The sight of narrow-gauge trains shuttling freshly harvested sugarcane into the Huwei Sugar Refinery is part of the collective memories of local residents. (photo by Kent Chuang)

The sight of narrow-gauge trains shuttling freshly harvested sugarcane into the Huwei Sugar Refinery is part of the collective memories of local residents. (photo by Kent Chuang)
 

Recovering the ideal taste of sugarcane

Sugarcane was introduced into Taiwan in the era of Dutch colonial rule (1624–1668), and thanks to the island’s hot, humid climate, it was grown in large amounts. It therefore became one of the options for ordinary people to use to produce alcoholic beverages, making it the third most popular foundation for such drinks after rice and sweet potatoes.

However, after legal restrictions were placed on the making of alcohol by private citizens in the 1920s, lasting until Taiwan joined the World Trade Organization in 2002, and the sugar industry went into decline from the 1960s, the use of sugarcane to make alcoholic drinks also gradually disappeared.

Today, the Taiwan Sugar Corporation’s Huwei Refinery is one of only two remaining working sugar refineries in Taiwan. Each year at harvest time you can see the intriguing sight of narrow-gauge sugarcane trains passing alongside trains of the Taiwan Railway Administration, while fresh-cut cane fills the air with a sweet aroma.

“This is the fragrance I loved as a child,” says Favorland distillery founder Cliff Cheng, and it is the flavor he insists on recreating in the rum that he produces.

Entering Favorland’s Huwei distillery, we follow Cheng as he shows us the well-established process of making rum, from the processing of the raw ingredients to distilling to aging. However, Favorland’s initial attempts to distill rum did not go so smoothly.

After getting a distillery operating license in 2013, Cheng decided to use Huwei’s main crops—paddy rice and sugarcane—as the major ingredients for Favor­land’s production of alcoholic beverages. However, while his rice whisky hit the market back in 2016, his rum, made from sugarcane juice, was still nowhere to be seen.

Cheng says that this was because the flavor of the rum he distilled was never the same as the aroma that he had smelled at harvest season.

Most rums are made by diluting sugarcane molasses with water, fermenting it with yeast, and then distilling the resulting liquor multiple times. Although these rums meet the expectations of the market, they don’t have the flavor he was looking for.

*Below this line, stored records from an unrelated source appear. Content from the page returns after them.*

//! Flattening of search records into geo-records
//!
//! One `sru:record` carries the bibliographic fields of a publication and any
//! number of `overheidwetgeving:gebiedsmarkering` blocks. Each block holds
//! geometry texts and labels; they are paired by position and every pair becomes
//! one [`GeoRecord`]. Surplus geometries or labels in a block are ignored.

use crate::domain::record::{BibliographicFields, FieldNamespace, GeoRecord, RecordField};
use roxmltree::Node;

/// `http://standaarden.overheid.nl/wetgeving/`
const WETGEVING_NS: &str = "http://standaarden.overheid.nl/wetgeving/";

const AREA_MARKING: &str = "gebiedsmarkering";
const GEOMETRY: &str = "geometrie";
const GEOMETRY_LABEL: &str = "geometrielabel";
const RESOURCE_IDENTIFIER: &str = "resourceIdentifier";
const HTML_SUFFIX: &str = ".html";

/// Turns search records into geo-records
///
/// Holds the registry endpoint used to build the per-identifier `source_xml`
/// lookup URL.
#[derive(Debug, Clone)]
pub struct RecordExtractor {
    lookup_endpoint: String,
}

impl RecordExtractor {
    /// Create an extractor building lookup URLs against `endpoint`
    pub fn new(endpoint: impl Into<String>) -> Self {
        Self {
            lookup_endpoint: endpoint.into(),
        }
    }

    /// Lookup URL for a single publication identifier
    pub fn lookup_url(&self, identifier: &str) -> String {
        format!("{}?&query=(dt.identifier={})", self.lookup_endpoint, identifier)
    }

    /// Extract all geo-records from one search record
    pub fn extract(&self, record: Node<'_, '_>) -> Vec<GeoRecord> {
        let fields = extract_fields(record);
        let source = version_source(record);
        let source_xml = fields
            .get(RecordField::Identifier)
            .map(|identifier| self.lookup_url(identifier));

        let mut records = Vec::new();
        for marking in descendants_named(record, WETGEVING_NS, AREA_MARKING) {
            let marking_type = marking.tag_name().name().to_string();
            let geometries = descendants_named(marking, WETGEVING_NS, GEOMETRY);
            let labels = descendants_named(marking, WETGEVING_NS, GEOMETRY_LABEL);

            for (geometry, label) in geometries.zip(labels) {
                records.push(GeoRecord {
                    fields: fields.clone(),
                    geometry: geometry.text().map(str::to_string),
                    source: source.as_ref().map(|base| format!("{base}{HTML_SUFFIX}")),
                    source_xml: source_xml.clone(),
                    gebiedsmarkering_type: marking_type.clone(),
                    geometrie_label: label.text().map(str::to_string),
                    metadata_url: None,
                    referentienummer: None,
                });
            }
        }

        records
    }
}

/// Read the fixed field set from a record; absent elements stay null
pub fn extract_fields(record: Node<'_, '_>) -> BibliographicFields {
    let mut fields = BibliographicFields::new();
    for field in RecordField::ALL {
        let value = first_named(record, field.namespace(), field.local_name())
            .and_then(|node| node.text())
            .map(str::to_string);
        fields.set(field, value);
    }
    fields
}

/// Base document id from `dcterms:hasVersion/@resourceIdentifier`, without `.html`
fn version_source(record: Node<'_, '_>) -> Option<String> {
    let version = first_named(
        record,
        RecordField::HasVersion.namespace(),
        RecordField::HasVersion.local_name(),
    )?;
    let identifier = version.attribute(RESOURCE_IDENTIFIER)?;
    let base = identifier.strip_suffix(HTML_SUFFIX).unwrap_or(identifier);
    if base.is_empty() {
        None
    } else {
        Some(base.to_string())
    }
}

fn first_named<'a, 'input>(
    node: Node<'a, 'input>,
    namespace: FieldNamespace,
    local: &'a str,
) -> Option<Node<'a, 'input>> {
    descendants_named(node, namespace.uri(), local).next()
}

fn descendants_named<'a, 'input: 'a>(
    node: Node<'a, 'input>,
    namespace: &'a str,
    local: &'a str,
) -> impl Iterator<Item = Node<'a, 'input>> + 'a {
    node.descendants()
        .skip(1)
        .filter(move |n| n.is_element() && n.has_tag_name((namespace, local)))
}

Rhum agricole, as made on the French Caribbean island of Martinique, has fresh sugarcane juice as the raw material, and Cheng decided to use this method as his foundation. After he modified the process by adding raw cane sugar to the juice, Favorland rum finally hit the shelves in 2020.

Favorland’s rum sold out within a few months of reaching the market. There was even a French sommelier who told Cheng: “Favorland rum is the most delicious rum I ever tasted in Taiwan.”

However, he adds that there is no right or wrong when it comes to taste. Just as not everyone enjoys stinky tofu, Favorland aims for its own unique style: It wants its rum to convey memories of the long-term relationship between the people of Huwei and its land, so that people who drink Favorland rum can taste a flavor that belongs exclusively to Huwei.

Cliff Cheng carefully opens the only remaining bottle of Favorland rum at the distillery, and as he pours it the delicate fragrance of sugarcane wafts out of the glasses. In our mouths the rum releases a sweet taste, and in our mind’s eye we see the abundant sugarcane harvest of days gone by in Huwei, once known as Taiwan’s sugar capital.